Therefore from the Indian point of view, the highest form of freedom is ‘spiritual freedom’. Although Berlin’s ‘positive freedom’ and Cranston’s ‘rational freedom’ somehow echo Indian ideas, many western thinkers such as John Laird, H.J.Mueller criticized and rejected Indian ideas as meaningless and irrelevant – since their views stem from materialistic worldviews and different understandings of human nature and not from the idea of an Absolute, and its relevance to the sphere of politics.
According to Berlin – “Negative Freedom wants to curb authority as such. Positive Freedom wants it placed in their own hands.”
India does not look at the so called negative and positive freedom as two different irreconcilable but as two ends of the same spectrum. Freedom from all bondage, physical and mental, material and psychological, as well as political and social, was seen by the Indians as one end, and freedom to perceive one's harmony with all beings and to realize one's self in the material world as the other end.
A great example of this thought is presented by Vivekananda by strongly connecting the concept of God, nature, individual self and freedom:
"The God of heaven, becomes the God in nature, and the God in nature becomes the God who is nature, and the God who is nature becomes the God within this temple of the body, and the God dwelling in the temple of the body at last becomes the temple itself, becomes the soul and man -- and there it reaches the last words it can teach. He whom the sages have been seeking in all these places is in their own hearts; the voice that you heard was right, says the Vedanta, but the direction you gave the voice was wrong. That ideal of freedom that you perceived was correct but you projected it outside yourself, and that was your mistake. Bringing it nearer and nearer until you find that it was all the time within you, it was the Self of your own self.”

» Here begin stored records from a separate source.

//! Task row and category types.
//!
//! Field names match the backend table columns (snake case). Category labels
//! are the stored wire values.

use std::fmt;
use std::str::FromStr;

use chrono::{DateTime, Utc};
use serde::{Deserialize, Serialize};

use crate::identity::Identity;
use crate::ids::{TaskId, UserId};

/// One of the three fixed task groupings, each with independent ordering.
///
/// Variant order matches the lexical order of the stored labels, so the
/// derived `Ord` agrees with the backend's `ORDER BY category`.
#[derive(Clone, Copy, Debug, PartialEq, Eq, Hash, PartialOrd, Ord, Serialize, Deserialize)]
pub enum Category {
    /// `專案A`
    #[serde(rename = "專案A")]
    ProjectA,
    /// `專案B`
    #[serde(rename = "專案B")]
    ProjectB,
    /// `專案C`
    #[serde(rename = "專案C")]
    ProjectC,
}

impl Category {
    /// All categories in display order.
    pub const ALL: [Category; 3] = [Self::ProjectA, Self::ProjectB, Self::ProjectC];

    /// Stored label for this category.
    #[must_use]
    pub fn label(self) -> &'static str {
        match self {
            Self::ProjectA => "專案A",
            Self::ProjectB => "專案B",
            Self::ProjectC => "專案C",
        }
    }
}

impl fmt::Display for Category {
    fn fmt(&self, f: &mut fmt::Formatter<'_>) -> fmt::Result {
        f.write_str(self.label())
    }
}

/// Error returned when a string is not one of the category labels.
#[derive(Clone, Debug, PartialEq, Eq, thiserror::Error)]
#[error("unknown category: {0}")]
pub struct UnknownCategory(pub String);

impl FromStr for Category {
    type Err = UnknownCategory;

    fn from_str(s: &str) -> Result<Self, Self::Err> {
        let trimmed = s.trim();
        Self::ALL
            .into_iter()
            .find(|c| c.label() == trimmed)
            .ok_or_else(|| UnknownCategory(s.to_string()))
    }
}

/// A persisted task row.
#[derive(Clone, Debug, PartialEq, Eq, Serialize, Deserialize)]
pub struct Task {
    /// Backend-assigned, immutable.
    pub id: TaskId,
    /// Free-text description, immutable after creation.
    pub content: String,
    /// Completion flag.
    pub completed: bool,
    /// Creation timestamp.
    pub created_at: DateTime<Utc>,
    /// Position within the category (ascending).
    pub sort_order: i64,
    /// Grouping, immutable after creation.
    pub category: Category,
    /// Creator; the only identity allowed to toggle or delete.
    pub user_id: UserId,
}

impl Task {
    /// Whether `user` created this task.
    #[must_use]
    pub fn is_owned_by(&self, user: &UserId) -> bool {
        &self.user_id == user
    }

    /// Only the creator may toggle completion.
    #[must_use]
    pub fn can_toggle(&self, identity: &Identity) -> bool {
        self.is_owned_by(&identity.id)
    }

    /// Only the creator may delete, and only while the task is incomplete.
    #[must_use]
    pub fn can_delete(&self, identity: &Identity) -> bool {
        !self.completed && self.is_owned_by(&identity.id)
    }
}

/// Insert payload. The backend fills in `id` and `created_at`.
#[derive(Clone, Debug, PartialEq, Eq, Serialize, Deserialize)]
pub struct NewTask {
    /// Trimmed, non-empty content.
    pub content: String,
    /// Always `false` on insert.
    pub completed: bool,
    /// One past the current maximum in the category.
    pub sort_order: i64,
    /// Target category.
    pub category: Category,
    /// Creating identity.
    pub user_id: UserId,
}

/// Partial update applied by `update(patch).eq("id", ..)`.
#[derive(Clone, Debug, Default, PartialEq, Eq, Serialize, Deserialize)]
pub struct TaskPatch {
    /// New completion flag.
    #[serde(skip_serializing_if = "Option::is_none")]
    pub completed: Option<bool>,
    /// New position within the category.
    #[serde(skip_serializing_if = "Option::is_none")]
    pub sort_order: Option<i64>,
}

impl TaskPatch {
    /// Patch that sets `completed`.
    #[must_use]
    pub fn completed(completed: bool) -> Self {
        Self {
            completed: Some(completed),
            ..Self::default()
        }
    }

    /// Patch that sets `sort_order`.
    #[must_use]
    pub fn sort_order(sort_order: i64) -> Self {
        Self {
            sort_order: Some(sort_order),
            ..Self::default()
        }
    }

    /// Apply the patch to a row in place.
    pub fn apply_to(&self, task: &mut Task) {
        if let Some(completed) = self.completed {
            task.completed = completed;
        }
        if let Some(sort_order) = self.sort_order {
            task.sort_order = sort_order;
        }
    }
}

// ─────────────────────────────────────────────────────────────────────────────
// Tests
// ─────────────────────────────────────────────────────────────────────────────
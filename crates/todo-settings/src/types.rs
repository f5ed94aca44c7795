//! Settings type definitions.
//!
//! Keys are snake case so that file keys and `TODO_*` environment overrides
//! name the same fields. Every section implements [`Default`] and is marked
//! `#[serde(default)]`, so partial files are accepted.

use std::path::PathBuf;

use serde::{Deserialize, Serialize};

/// Root settings for the to-do client.
#[derive(Clone, Debug, Default, PartialEq, Serialize, Deserialize)]
#[serde(default)]
pub struct TodoSettings {
    /// Hosted backend connection.
    pub backend: BackendSettings,
    /// Session persistence.
    pub session: SessionSettings,
    /// Logging configuration.
    pub logging: LoggingSettings,
}

/// Hosted backend connection settings.
#[derive(Clone, Debug, PartialEq, Serialize, Deserialize)]
#[serde(default)]
pub struct BackendSettings {
    /// Base URL of the backend project (auth, rest and realtime live under it).
    pub url: String,
    /// Public anonymous key sent as the `apikey` header.
    pub anon_key: String,
    /// Task table name.
    pub table: String,
    /// Push channel name.
    pub channel: String,
    /// Push channel heartbeat interval in milliseconds.
    pub heartbeat_interval_ms: u64,
    /// Per-request timeout in milliseconds.
    pub request_timeout_ms: u64,
}

impl Default for BackendSettings {
    fn default() -> Self {
        Self {
            url: "http://127.0.0.1:54321".to_string(),
            anon_key: String::new(),
            table: "todos".to_string(),
            channel: "todos-changes".to_string(),
            heartbeat_interval_ms: 30_000,
            request_timeout_ms: 10_000,
        }
    }
}

/// Session persistence settings.
#[derive(Clone, Debug, PartialEq, Serialize, Deserialize)]
#[serde(default)]
pub struct SessionSettings {
    /// Persist the session between runs.
    pub persist: bool,
    /// Override for the session file (defaults to `~/.todo/session.json`).
    #[serde(skip_serializing_if = "Option::is_none")]
    pub storage_path: Option<PathBuf>,
}

impl Default for SessionSettings {
    fn default() -> Self {
        Self {
            persist: true,
            storage_path: None,
        }
    }
}

/// Logging settings.
#[derive(Clone, Debug, PartialEq, Serialize, Deserialize)]
#[serde(default)]
pub struct LoggingSettings {
    /// Default filter directive when `RUST_LOG` is unset.
    pub level: String,
}

impl Default for LoggingSettings {
    fn default() -> Self {
        Self {
            level: "warn".to_string(),
        }
    }
}

// ─────────────────────────────────────────────────────────────────────────────
// Tests
// ─────────────────────────────────────────────────────────────────────────────
//! # todo-core
//!
//! Shared vocabulary for the shared to-do list crates:
//!
//! - **Branded IDs**: [`TaskId`], [`UserId`]
//! - **Rows**: [`Task`], insert payload [`NewTask`], partial update [`TaskPatch`]
//! - **Categories**: the closed [`Category`] enumeration
//! - **Ordering**: `(category, sort_order)` rules, renumbering and drag planning
//! - **Identity**: [`Identity`] and the [`IdentitySource`] seam
//! - **Errors**: [`BackendError`], the failure shape of every backend call
//! - **Logging**: subscriber init and test capture

#![deny(unsafe_code)]

pub mod errors;
pub mod identity;
pub mod ids;
pub mod logging;
pub mod ordering;
pub mod task;

pub use errors::BackendError;
pub use identity::{Identity, IdentitySource, StaticIdentity};
pub use ids::{TaskId, UserId};
pub use task::{Category, NewTask, Task, TaskPatch, UnknownCategory};
//! Backend error shape shared by every collaborator contract.
//!
//! Every auth, data and push-channel call either succeeds or yields a
//! [`BackendError`] carrying at least a human-readable `message`.

use serde::{Deserialize, Serialize};
use thiserror::Error;

/// A failure reported by (or on the way to) the backend.
#[derive(Clone, Debug, PartialEq, Eq, Error, Serialize, Deserialize)]
#[error("{message}")]
pub struct BackendError {
    /// Human-readable reason, shown to the user as-is.
    pub message: String,
    /// HTTP status when the failure came from a response (0 for transport errors).
    #[serde(default)]
    pub status: u16,
    /// Backend-defined error code, when one was sent.
    #[serde(default, skip_serializing_if = "Option::is_none")]
    pub code: Option<String>,
}

impl BackendError {
    /// Error with only a message.
    pub fn new(message: impl Into<String>) -> Self {
        Self {
            message: message.into(),
            status: 0,
            code: None,
        }
    }

    /// Error from an HTTP response status.
    pub fn with_status(status: u16, message: impl Into<String>) -> Self {
        Self {
            message: message.into(),
            status,
            code: None,
        }
    }

    /// Attach a backend error code.
    #[must_use]
    pub fn code(mut self, code: impl Into<String>) -> Self {
        self.code = Some(code.into());
        self
    }

    /// Access-policy rejection (row-level security, ownership).
    pub fn policy(message: impl Into<String>) -> Self {
        Self::with_status(403, message).code("42501")
    }

    /// Whether this is an access-policy rejection.
    #[must_use]
    pub fn is_policy_violation(&self) -> bool {
        self.status == 403 || self.code.as_deref() == Some("42501")
    }
}

// ─────────────────────────────────────────────────────────────────────────────
// Tests
// ─────────────────────────────────────────────────────────────────────────────
//! Response handling shared by the REST surfaces.

use reqwest::Response;
use serde::de::DeserializeOwned;
use serde_json::Value;
use todo_core::BackendError;

/// Transport failure (no response).
pub(crate) fn transport_error(e: &reqwest::Error) -> BackendError {
    if e.is_timeout() {
        BackendError::new("request timed out")
    } else {
        BackendError::new(format!("request failed: {e}"))
    }
}

/// Pass 2xx responses through; turn anything else into a [`BackendError`].
pub(crate) async fn check(resp: Response) -> Result<Response, BackendError> {
    let status = resp.status();
    if status.is_success() {
        return Ok(resp);
    }
    let text = resp.text().await.unwrap_or_default();
    Err(error_from_body(status.as_u16(), &text))
}

/// Check the status, then decode the JSON body.
pub(crate) async fn read_json<T: DeserializeOwned>(resp: Response) -> Result<T, BackendError> {
    let resp = check(resp).await?;
    let status = resp.status().as_u16();
    resp.json::<T>()
        .await
        .map_err(|e| BackendError::with_status(status, format!("unexpected response body: {e}")))
}

/// Build an error from a non-2xx body.
///
/// The auth service reports `msg` or `error_description`, the data service
/// `message`; codes come as `error_code` or `code`.
pub(crate) fn error_from_body(status: u16, body: &str) -> BackendError {
    let parsed: Option<Value> = serde_json::from_str(body).ok();
    let field = |names: &[&str]| {
        parsed.as_ref().and_then(|v| {
            names
                .iter()
                .find_map(|name| v.get(*name).and_then(Value::as_str).map(str::to_string))
        })
    };

    let message = field(&["msg", "message", "error_description", "error"])
        .or_else(|| (!body.trim().is_empty()).then(|| body.trim().to_string()))
        .unwrap_or_else(|| format!("request failed with status {status}"));
    let error = BackendError::with_status(status, message);
    match field(&["error_code", "code"]) {
        Some(code) => error.code(code),
        None => error,
    }
}

// ─────────────────────────────────────────────────────────────────────────────
// Tests
// ─────────────────────────────────────────────────────────────────────────────
//! Data surface (`/rest/v1/<table>`).

use async_trait::async_trait;
use reqwest::Method;
use todo_core::{BackendError, NewTask, Task, TaskId, TaskPatch};
use todo_sync::TaskStore;
use tracing::instrument;

use super::RestBackend;
use super::client::{read_json, transport_error};

/// Ask for the affected row back as a single JSON object.
const SINGLE_OBJECT: &str = "application/vnd.pgrst.object+json";
const RETURN_REPRESENTATION: &str = "return=representation";

impl RestBackend {
    fn table_path(&self) -> String {
        format!("/rest/v1/{}", self.inner.config.table)
    }
}

fn id_filter(id: &TaskId) -> String {
    format!("eq.{id}")
}

#[async_trait]
impl TaskStore for RestBackend {
    #[instrument(skip_all)]
    async fn select_all(&self) -> Result<Vec<Task>, BackendError> {
        let resp = self
            .request(Method::GET, &self.table_path())
            .query(&[("select", "*"), ("order", "category.asc,sort_order.asc")])
            .send()
            .await
            .map_err(|e| transport_error(&e))?;
        read_json(resp).await
    }

    #[instrument(skip_all, fields(category = %task.category))]
    async fn insert(&self, task: &NewTask) -> Result<Task, BackendError> {
        let resp = self
            .request(Method::POST, &self.table_path())
            .header("Prefer", RETURN_REPRESENTATION)
            .header(reqwest::header::ACCEPT, SINGLE_OBJECT)
            .json(task)
            .send()
            .await
            .map_err(|e| transport_error(&e))?;
        read_json(resp).await
    }

    #[instrument(skip_all, fields(task_id = %id))]
    async fn update(&self, id: &TaskId, patch: &TaskPatch) -> Result<Task, BackendError> {
        let resp = self
            .request(Method::PATCH, &self.table_path())
            .query(&[("id", id_filter(id))])
            .header("Prefer", RETURN_REPRESENTATION)
            .header(reqwest::header::ACCEPT, SINGLE_OBJECT)
            .json(patch)
            .send()
            .await
            .map_err(|e| transport_error(&e))?;
        read_json(resp).await
    }

    /// The table silently skips rows the policy hides, so an empty
    /// representation is reported as a rejection.
    #[instrument(skip_all, fields(task_id = %id))]
    async fn delete(&self, id: &TaskId) -> Result<(), BackendError> {
        let resp = self
            .request(Method::DELETE, &self.table_path())
            .query(&[("id", id_filter(id))])
            .header("Prefer", RETURN_REPRESENTATION)
            .send()
            .await
            .map_err(|e| transport_error(&e))?;
        let deleted: Vec<Task> = read_json(resp).await?;
        if deleted.is_empty() {
            return Err(BackendError::policy(
                "task was not deleted: it is gone or you may not delete it",
            ));
        }
        Ok(())
    }
}

// ─────────────────────────────────────────────────────────────────────────────
// Tests
// ─────────────────────────────────────────────────────────────────────────────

He then addressed the material side of human nature: “What, again, is the meaning of liberty? Liberty does not certainly mean the absence of obstacles in the path of misappropriation of wealth etc., by you and me, but it is our natural right to be allowed to use our own body, intelligence or wealth according to our will, without doing any harm to others; and all the members of a society ought to have the same opportunity for obtaining wealth, education or knowledge...One should raise the self by the self…Let each work out one's own salvation. Freedom in all matters, i.e. advance towards Mukti, is the worthiest gain of man. To advance one's self towards freedom, physical, mental and spiritual, and help others to do so, is the supreme prize of man. Those social rules which stand in the way of the unfoldment of this freedom are injurious, and steps should be taken to destroy them speedily. Those institutions should be encouraged by which man advance in the path of freedom.”

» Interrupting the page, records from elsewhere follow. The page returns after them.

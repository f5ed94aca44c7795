//! Push channel over the realtime websocket.
//!
//! Phoenix-style frames (`topic`, `event`, `payload`, `ref`). A subscription
//! joins `realtime:<channel>` asking for every change on the task table,
//! heartbeats on the `phoenix` topic, and leaves when the stream is closed.

use std::time::Duration;

use async_trait::async_trait;
use futures::stream::{SplitSink, SplitStream};
use futures::{SinkExt, StreamExt};
use serde::{Deserialize, Serialize};
use serde_json::{Value, json};
use tokio::net::TcpStream;
use tokio::sync::mpsc;
use tokio_tungstenite::tungstenite::Message;
use tokio_tungstenite::{MaybeTlsStream, WebSocketStream, connect_async};
use tokio_util::sync::CancellationToken;
use todo_core::BackendError;
use todo_sync::{ChangeEvent, ChangeFeed, ChangeKind, ChangeStream};
use tracing::{debug, info, instrument, warn};

use super::RestBackend;

type WsStream = WebSocketStream<MaybeTlsStream<TcpStream>>;
type WsSink = SplitSink<WsStream, Message>;
type WsSource = SplitStream<WsStream>;

const PHOENIX_TOPIC: &str = "phoenix";

/// One protocol frame.
#[derive(Clone, Debug, PartialEq, Serialize, Deserialize)]
pub struct Frame {
    /// Channel topic (`realtime:<channel>` or `phoenix`).
    pub topic: String,
    /// Event name (`phx_join`, `phx_reply`, `postgres_changes`, ...).
    pub event: String,
    /// Event payload.
    #[serde(default)]
    pub payload: Value,
    /// Message reference; replies echo it.
    #[serde(rename = "ref", default)]
    pub reference: Option<String>,
    /// Reference of the join this frame belongs to.
    #[serde(default, skip_serializing_if = "Option::is_none")]
    pub join_ref: Option<String>,
}

impl Frame {
    /// Join `topic` for all change events on `table`.
    pub fn join(topic: &str, table: &str, access_token: &str, reference: &str) -> Self {
        Self {
            topic: topic.to_string(),
            event: "phx_join".to_string(),
            payload: json!({
                "config": {
                    "broadcast": { "ack": false, "self": false },
                    "presence": { "key": "" },
                    "postgres_changes": [
                        { "event": "*", "schema": "public", "table": table }
                    ]
                },
                "access_token": access_token
            }),
            reference: Some(reference.to_string()),
            join_ref: Some(reference.to_string()),
        }
    }

    /// Connection keep-alive.
    pub fn heartbeat(reference: &str) -> Self {
        Self {
            topic: PHOENIX_TOPIC.to_string(),
            event: "heartbeat".to_string(),
            payload: json!({}),
            reference: Some(reference.to_string()),
            join_ref: None,
        }
    }

    /// Leave `topic`.
    pub fn leave(topic: &str, reference: &str) -> Self {
        Self {
            topic: topic.to_string(),
            event: "phx_leave".to_string(),
            payload: json!({}),
            reference: Some(reference.to_string()),
            join_ref: None,
        }
    }

    /// The table change this frame announces, if any.
    pub fn change_event(&self) -> Option<ChangeEvent> {
        if self.event != "postgres_changes" {
            return None;
        }
        let data = self.payload.get("data")?;
        let kind: ChangeKind = serde_json::from_value(data.get("type")?.clone()).ok()?;
        let table = data.get("table").and_then(Value::as_str).unwrap_or_default();
        Some(ChangeEvent::new(kind, table))
    }

    /// `status` of a `phx_reply`.
    pub fn reply_status(&self) -> Option<&str> {
        if self.event != "phx_reply" {
            return None;
        }
        self.payload.get("status").and_then(Value::as_str)
    }

    fn reply_reason(&self) -> String {
        let response = self.payload.get("response");
        response
            .and_then(|r| r.get("reason").or_else(|| r.get("message")))
            .and_then(Value::as_str)
            .unwrap_or("channel join rejected")
            .to_string()
    }
}

/// Build the websocket URL from the project URL.
fn websocket_url(base: &str, anon_key: &str) -> Result<String, BackendError> {
    let mut url = reqwest::Url::parse(base)
        .map_err(|e| BackendError::new(format!("invalid backend url {base}: {e}")))?;
    let scheme = match url.scheme() {
        "https" => "wss",
        "http" => "ws",
        other => other,
    }
    .to_string();
    url.set_scheme(&scheme)
        .map_err(|()| BackendError::new(format!("unsupported backend url scheme {scheme}")))?;
    url.set_path("/realtime/v1/websocket");
    let _ = url
        .query_pairs_mut()
        .clear()
        .append_pair("apikey", anon_key)
        .append_pair("vsn", "1.0.0");
    Ok(url.to_string())
}

#[derive(Default)]
struct RefCounter(u64);

impl RefCounter {
    fn next(&mut self) -> String {
        self.0 += 1;
        self.0.to_string()
    }
}

async fn send_frame(sink: &mut WsSink, frame: &Frame) -> Result<(), BackendError> {
    let text = serde_json::to_string(frame)
        .map_err(|e| BackendError::new(format!("failed to encode frame: {e}")))?;
    sink.send(Message::Text(text.into()))
        .await
        .map_err(|e| BackendError::new(format!("websocket send failed: {e}")))
}

fn parse_frame(message: &Message) -> Option<Frame> {
    let Message::Text(text) = message else {
        return None;
    };
    serde_json::from_str(text).ok()
}

/// Wait for the reply to the join with `join_ref`.
async fn await_join(source: &mut WsSource, topic: &str, join_ref: &str) -> Result<(), BackendError> {
    while let Some(message) = source.next().await {
        let message = message.map_err(|e| BackendError::new(format!("websocket error: {e}")))?;
        let Some(frame) = parse_frame(&message) else {
            continue;
        };
        if frame.topic != topic || frame.reference.as_deref() != Some(join_ref) {
            continue;
        }
        match frame.reply_status() {
            Some("ok") => return Ok(()),
            Some(_) => return Err(BackendError::new(frame.reply_reason())),
            None => {}
        }
    }
    Err(BackendError::new("channel closed before join completed"))
}

#[async_trait]
impl ChangeFeed for RestBackend {
    #[instrument(skip(self))]
    async fn subscribe(&self, channel: &str) -> Result<ChangeStream, BackendError> {
        let config = &self.inner.config;
        let url = websocket_url(&config.url, &config.anon_key)?;
        let (ws, _) = connect_async(url.as_str())
            .await
            .map_err(|e| BackendError::new(format!("websocket connect failed: {e}")))?;
        let (mut sink, mut source) = ws.split();

        let topic = format!("realtime:{channel}");
        let mut refs = RefCounter::default();
        let join_ref = refs.next();
        send_frame(
            &mut sink,
            &Frame::join(&topic, &config.table, &self.bearer(), &join_ref),
        )
        .await?;
        tokio::time::timeout(config.request_timeout, await_join(&mut source, &topic, &join_ref))
            .await
            .map_err(|_| BackendError::new(format!("timed out joining {topic}")))??;
        info!(topic, "channel joined");

        let (tx, rx) = mpsc::channel(64);
        let cancel = CancellationToken::new();
        let _ = tokio::spawn(run_channel(
            ChannelIo { sink, source, refs },
            topic,
            config.heartbeat_interval,
            tx,
            cancel.clone(),
        ));
        Ok(ChangeStream::new(rx, cancel))
    }
}

struct ChannelIo {
    sink: WsSink,
    source: WsSource,
    refs: RefCounter,
}

/// Relay change frames, heartbeat, and leave on cancellation.
async fn run_channel(
    mut io: ChannelIo,
    topic: String,
    heartbeat_every: Duration,
    tx: mpsc::Sender<ChangeEvent>,
    cancel: CancellationToken,
) {
    let start = tokio::time::Instant::now() + heartbeat_every;
    let mut heartbeat = tokio::time::interval_at(start, heartbeat_every);

    loop {
        tokio::select! {
            () = cancel.cancelled() => {
                let leave = Frame::leave(&topic, &io.refs.next());
                let _ = send_frame(&mut io.sink, &leave).await;
                let _ = io.sink.close().await;
                debug!(topic, "channel left");
                break;
            }
            _ = heartbeat.tick() => {
                let frame = Frame::heartbeat(&io.refs.next());
                if let Err(e) = send_frame(&mut io.sink, &frame).await {
                    warn!(error = %e, "heartbeat failed, closing channel");
                    break;
                }
            }
            message = io.source.next() => {
                let message = match message {
                    Some(Ok(message)) => message,
                    Some(Err(e)) => {
                        warn!(error = %e, "websocket error, closing channel");
                        break;
                    }
                    None => break,
                };
                if matches!(message, Message::Close(_)) {
                    debug!(topic, "server closed websocket");
                    break;
                }
                let Some(frame) = parse_frame(&message) else { continue };
                if frame.topic != topic {
                    continue;
                }
                if let Some(event) = frame.change_event() {
                    debug!(kind = ?event.kind, "table change");
                    if tx.send(event).await.is_err() {
                        break;
                    }
                } else if frame.event == "phx_error" || frame.event == "phx_close" {
                    warn!(topic, event = %frame.event, "channel closed by server");
                    break;
                }
            }
        }
    }
}

// ─────────────────────────────────────────────────────────────────────────────
// Tests
// ─────────────────────────────────────────────────────────────────────────────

This inner freedom starts with loosening the grip of our self-programmed instincts, emotions then moving towards rational and finally spiritual. If one can free oneself from greed, anger, jealousy, deep attachments to materials for pleasure is the first step towards the ultimate freedom – the attainment of godhead. Then only the virtues and interpersonal conducts of ahimsha (non-injury), satya (commitment to truth-seeking and living) , asteya (not taking possession of things without proper ownership and consent), brahmacharya (limiting sensual pleasure) and aparigraha (not going after unchecked accumulation of wealth, limiting greed) would have real meaning for our social and individual existence - the power to free oneself from lower impulses and instincts is within the atman. The Indian yoga system is for individuals and societies to evolve to higher levels of conscious living. Modern evolutionary and developmental psychologists such as Clare Graves, Don Beck, Robert Kegan,Kurt Fischer, and Jenny Wade are pointing to a socio-cultural evolution of humans and societies, gradually coming closer to what Indian seers gave to the world long back.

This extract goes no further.